■ Records shown
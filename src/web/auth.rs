//! Login, sign-up and logout.

use super::{
    AppState,
    error::{LOGIN_PATH, found},
    session::{CurrentUser, expired_session_cookie, session_cookie, session_token},
};
use crate::{
    core::auth,
    entities::user,
    errors::{Error, Result},
    forms::{
        FieldErrors, NON_FIELD_ERRORS, add_error,
        auth::{LoginForm, SignUpForm},
    },
};
use axum::{
    Json,
    extract::{Query, State},
    http::{HeaderMap, StatusCode, header},
    response::{IntoResponse, Response},
};
use serde::Deserialize;
use serde_json::json;
use tracing::info;

/// Where to go after a successful login when no `next` was given.
const HOME_PATH: &str = "/";

/// Query of the login page.
#[derive(Debug, Default, Deserialize)]
pub struct NextQuery {
    /// Path to return to
    pub next: Option<String>,
}

/// Only same-site absolute paths are honoured.
fn safe_next(next: Option<&str>) -> String {
    next.filter(|n| n.starts_with('/') && !n.starts_with("//"))
        .unwrap_or(HOME_PATH)
        .to_string()
}

/// GET /login
pub async fn login_page(
    Query(query): Query<NextQuery>,
    user: Option<CurrentUser>,
) -> Json<serde_json::Value> {
    Json(json!({
        "authenticated": user.is_some(),
        "next": safe_next(query.next.as_deref()),
        "fields": ["username", "password"],
    }))
}

/// Opens a session and answers with the token and a session cookie.
async fn logged_in(
    state: &AppState,
    user: &user::Model,
    next: String,
    status: StatusCode,
) -> Result<Response> {
    let session = auth::create_session(&state.db, user.id).await?;
    let cookie = session_cookie(&session.token).map_err(|e| Error::Config {
        message: format!("Session token is not a valid header value: {e}"),
    })?;
    Ok((
        status,
        [(header::SET_COOKIE, cookie)],
        Json(json!({
            "success": true,
            "token": session.token,
            "user": user,
            "next": next,
        })),
    )
        .into_response())
}

/// POST /login
pub async fn login(
    State(state): State<AppState>,
    Query(query): Query<NextQuery>,
    Json(form): Json<LoginForm>,
) -> Result<Response> {
    let credentials = form.validate()?;
    let Some(user) = auth::authenticate(&state.db, &credentials).await? else {
        let mut errors = FieldErrors::new();
        add_error(&mut errors, NON_FIELD_ERRORS, "Invalid username or password.");
        return Err(errors.into());
    };

    info!(user_id = user.id, "User logged in");
    let next = safe_next(form.next.as_deref().or(query.next.as_deref()));
    logged_in(&state, &user, next, StatusCode::OK).await
}

/// POST /signup
pub async fn signup(
    State(state): State<AppState>,
    Json(form): Json<SignUpForm>,
) -> Result<Response> {
    let new_user = form.validate()?;
    let user = auth::signup(&state.db, &new_user).await?;
    logged_in(&state, &user, HOME_PATH.to_string(), StatusCode::CREATED).await
}

/// POST /logout
pub async fn logout(State(state): State<AppState>, headers: HeaderMap) -> Result<Response> {
    if let Some(token) = session_token(&headers) {
        auth::logout(&state.db, &token).await?;
    }
    let mut response = found(LOGIN_PATH);
    response.headers_mut().insert(header::SET_COOKIE, expired_session_cookie());
    Ok(response)
}

#[cfg(test)]
mod tests {
    #![allow(clippy::unwrap_used)]
    use super::super::tests::{body_json, get, post_json, test_app};
    use super::*;
    use crate::test_utils::{TEST_PASSWORD, create_test_user};

    #[test]
    fn test_safe_next() {
        assert_eq!(safe_next(Some("/transactions")), "/transactions");
        assert_eq!(safe_next(Some("https://evil.example")), "/");
        assert_eq!(safe_next(Some("//evil.example")), "/");
        assert_eq!(safe_next(None), "/");
    }

    #[tokio::test]
    async fn test_login_sets_cookie_and_token_works() -> Result<()> {
        let (app, db) = test_app().await?;
        create_test_user(&db, "alice").await?;

        let response = post_json(
            &app,
            "/login",
            None,
            json!({ "username": "alice", "password": TEST_PASSWORD, "next": "/settings" }),
        )
        .await;
        assert_eq!(response.status(), StatusCode::OK);
        let cookie = response.headers()[header::SET_COOKIE].to_str().unwrap().to_string();
        assert!(cookie.starts_with("session="));
        assert!(cookie.contains("Max-Age=1209600"));
        let body = body_json(response).await;
        assert_eq!(body["next"], "/settings");
        assert!(body["user"].get("password_hash").is_none());

        let token = body["token"].as_str().unwrap();
        let settings = get(&app, "/settings", Some(token)).await;
        assert_eq!(settings.status(), StatusCode::OK);
        Ok(())
    }

    #[tokio::test]
    async fn test_bad_password_is_400() -> Result<()> {
        let (app, db) = test_app().await?;
        create_test_user(&db, "alice").await?;

        let response = post_json(
            &app,
            "/login",
            None,
            json!({ "username": "alice", "password": "nope" }),
        )
        .await;
        assert_eq!(response.status(), StatusCode::BAD_REQUEST);
        let body = body_json(response).await;
        assert_eq!(body["success"], false);
        assert_eq!(body["errors"][NON_FIELD_ERRORS][0], "Invalid username or password.");
        Ok(())
    }

    #[tokio::test]
    async fn test_signup_then_logout_closes_session() -> Result<()> {
        let (app, _db) = test_app().await?;

        let response = post_json(
            &app,
            "/signup",
            None,
            json!({
                "username": "carol",
                "email": "carol@example.com",
                "password1": "longenough1",
                "password2": "longenough1",
            }),
        )
        .await;
        assert_eq!(response.status(), StatusCode::CREATED);
        let token = body_json(response).await["token"].as_str().unwrap().to_string();

        let logout = post_json(&app, "/logout", Some(&token), json!({})).await;
        assert_eq!(logout.status(), StatusCode::FOUND);
        assert_eq!(logout.headers()[header::LOCATION], "/login");

        let after = get(&app, "/settings", Some(&token)).await;
        assert_eq!(after.status(), StatusCode::FOUND);
        assert_eq!(after.headers()[header::LOCATION], "/login?next=/settings");
        Ok(())
    }
}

■ Task directions
Precisely reproduce all the entries shown above.

■ Result for this task
filename src/web/auth.rs
//! Login, sign-up and logout.

use super::{
    AppState,
    error::{LOGIN_PATH, found},
    session::{CurrentUser, expired_session_cookie, session_cookie, session_token},
};
use crate::{
    core::auth,
    entities::user,
    errors::{Error, Result},
    forms::{
        FieldErrors, NON_FIELD_ERRORS, add_error,
        auth::{LoginForm, SignUpForm},
    },
};
use axum::{
    Json,
    extract::{Query, State},
    http::{HeaderMap, StatusCode, header},
    response::{IntoResponse, Response},
};
use serde::Deserialize;
use serde_json::json;
use tracing::info;

/// Where to go after a successful login when no `next` was given.
const HOME_PATH: &str = "/";

/// Query of the login page.
#[derive(Debug, Default, Deserialize)]
pub struct NextQuery {
    /// Path to return to
    pub next: Option<String>,
}

/// Only same-site absolute paths are honoured.
fn safe_next(next: Option<&str>) -> String {
    next.filter(|n| n.starts_with('/') && !n.starts_with("//"))
        .unwrap_or(HOME_PATH)
        .to_string()
}

/// GET /login
pub async fn login_page(
    Query(query): Query<NextQuery>,
    user: Option<CurrentUser>,
) -> Json<serde_json::Value> {
    Json(json!({
        "authenticated": user.is_some(),
        "next": safe_next(query.next.as_deref()),
        "fields": ["username", "password"],
    }))
}

/// Opens a session and answers with the token and a session cookie.
async fn logged_in(
    state: &AppState,
    user: &user::Model,
    next: String,
    status: StatusCode,
) -> Result<Response> {
    let session = auth::create_session(&state.db, user.id).await?;
    let cookie = session_cookie(&session.token).map_err(|e| Error::Config {
        message: format!("Session token is not a valid header value: {e}"),
    })?;
    Ok((
        status,
        [(header::SET_COOKIE, cookie)],
        Json(json!({
            "success": true,
            "token": session.token,
            "user": user,
            "next": next,
        })),
    )
        .into_response())
}

/// POST /login
pub async fn login(
    State(state): State<AppState>,
    Query(query): Query<NextQuery>,
    Json(form): Json<LoginForm>,
) -> Result<Response> {
    let credentials = form.validate()?;
    let Some(user) = auth::authenticate(&state.db, &credentials).await? else {
        let mut errors = FieldErrors::new();
        add_error(&mut errors, NON_FIELD_ERRORS, "Invalid username or password.");
        return Err(errors.into());
    };

    info!(user_id = user.id, "User logged in");
    let next = safe_next(form.next.as_deref().or(query.next.as_deref()));
    logged_in(&state, &user, next, StatusCode::OK).await
}

/// POST /signup
pub async fn signup(
    State(state): State<AppState>,
    Json(form): Json<SignUpForm>,
) -> Result<Response> {
    let new_user = form.validate()?;
    let user = auth::signup(&state.db, &new_user).await?;
    logged_in(&state, &user, HOME_PATH.to_string(), StatusCode::CREATED).await
}

/// POST /logout
pub async fn logout(State(state): State<AppState>, headers: HeaderMap) -> Result<Response> {
    if let Some(token) = session_token(&headers) {
        auth::logout(&state.db, &token).await?;
    }
    let mut response = found(LOGIN_PATH);
    response.headers_mut().insert(header::SET_COOKIE, expired_session_cookie());
    Ok(response)
}

#[cfg(test)]
mod tests {
    #![allow(clippy::unwrap_used)]
    use super::super::tests::{body_json, get, post_json, test_app};
    use super::*;
    use crate::test_utils::{TEST_PASSWORD, create_test_user};

    #[test]
    fn test_safe_next() {
        assert_eq!(safe_next(Some("/transactions")), "/transactions");
        assert_eq!(safe_next(Some("https://evil.example")), "/");
        assert_eq!(safe_next(Some("//evil.example")), "/");
        assert_eq!(safe_next(None), "/");
    }

    #[tokio::test]
    async fn test_login_sets_cookie_and_token_works() -> Result<()> {
        let (app, db) = test_app().await?;
        create_test_user(&db, "alice").await?;

        let response = post_json(
            &app,
            "/login",
            None,
            json!({ "username": "alice", "password": TEST_PASSWORD, "next": "/settings" }),
        )
        .await;
        assert_eq!(response.status(), StatusCode::OK);
        let cookie = response.headers()[header::SET_COOKIE].to_str().unwrap().to_string();
        assert!(cookie.starts_with("session="));
        assert!(cookie.contains("Max-Age=1209600"));
        let body = body_json(response).await;
        assert_eq!(body["next"], "/settings");
        assert!(body["user"].get("password_hash").is_none());

        let token = body["token"].as_str().unwrap();
        let settings = get(&app, "/settings", Some(token)).await;
        assert_eq!(settings.status(), StatusCode::OK);
        Ok(())
    }

    #[tokio::test]
    async fn test_bad_password_is_400() -> Result<()> {
        let (app, db) = test_app().await?;
        create_test_user(&db, "alice").await?;

        let response = post_json(
            &app,
            "/login",
            None,
            json!({ "username": "alice", "password": "nope" }),
        )
        .await;
        assert_eq!(response.status(), StatusCode::BAD_REQUEST);
        let body = body_json(response).await;
        assert_eq!(body["success"], false);
        assert_eq!(body["errors"][NON_FIELD_ERRORS][0], "Invalid username or password.");
        Ok(())
    }

    #[tokio::test]
    async fn test_signup_then_logout_closes_session() -> Result<()> {
        let (app, _db) = test_app().await?;

        let response = post_json(
            &app,
            "/signup",
            None,
            json!({
                "username": "carol",
                "email": "carol@example.com",
                "password1": "longenough1",
                "password2": "longenough1",
            }),
        )
        .await;
        assert_eq!(response.status(), StatusCode::CREATED);
        let token = body_json(response).await["token"].as_str().unwrap().to_string();

        let logout = post_json(&app, "/logout", Some(&token), json!({})).await;
        assert_eq!(logout.status(), StatusCode::FOUND);
        assert_eq!(logout.headers()[header::LOCATION], "/login");

        let after = get(&app, "/settings", Some(&token)).await;
        assert_eq!(after.status(), StatusCode::FOUND);
        assert_eq!(after.headers()[header::LOCATION], "/login?next=/settings");
        Ok(())
    }
}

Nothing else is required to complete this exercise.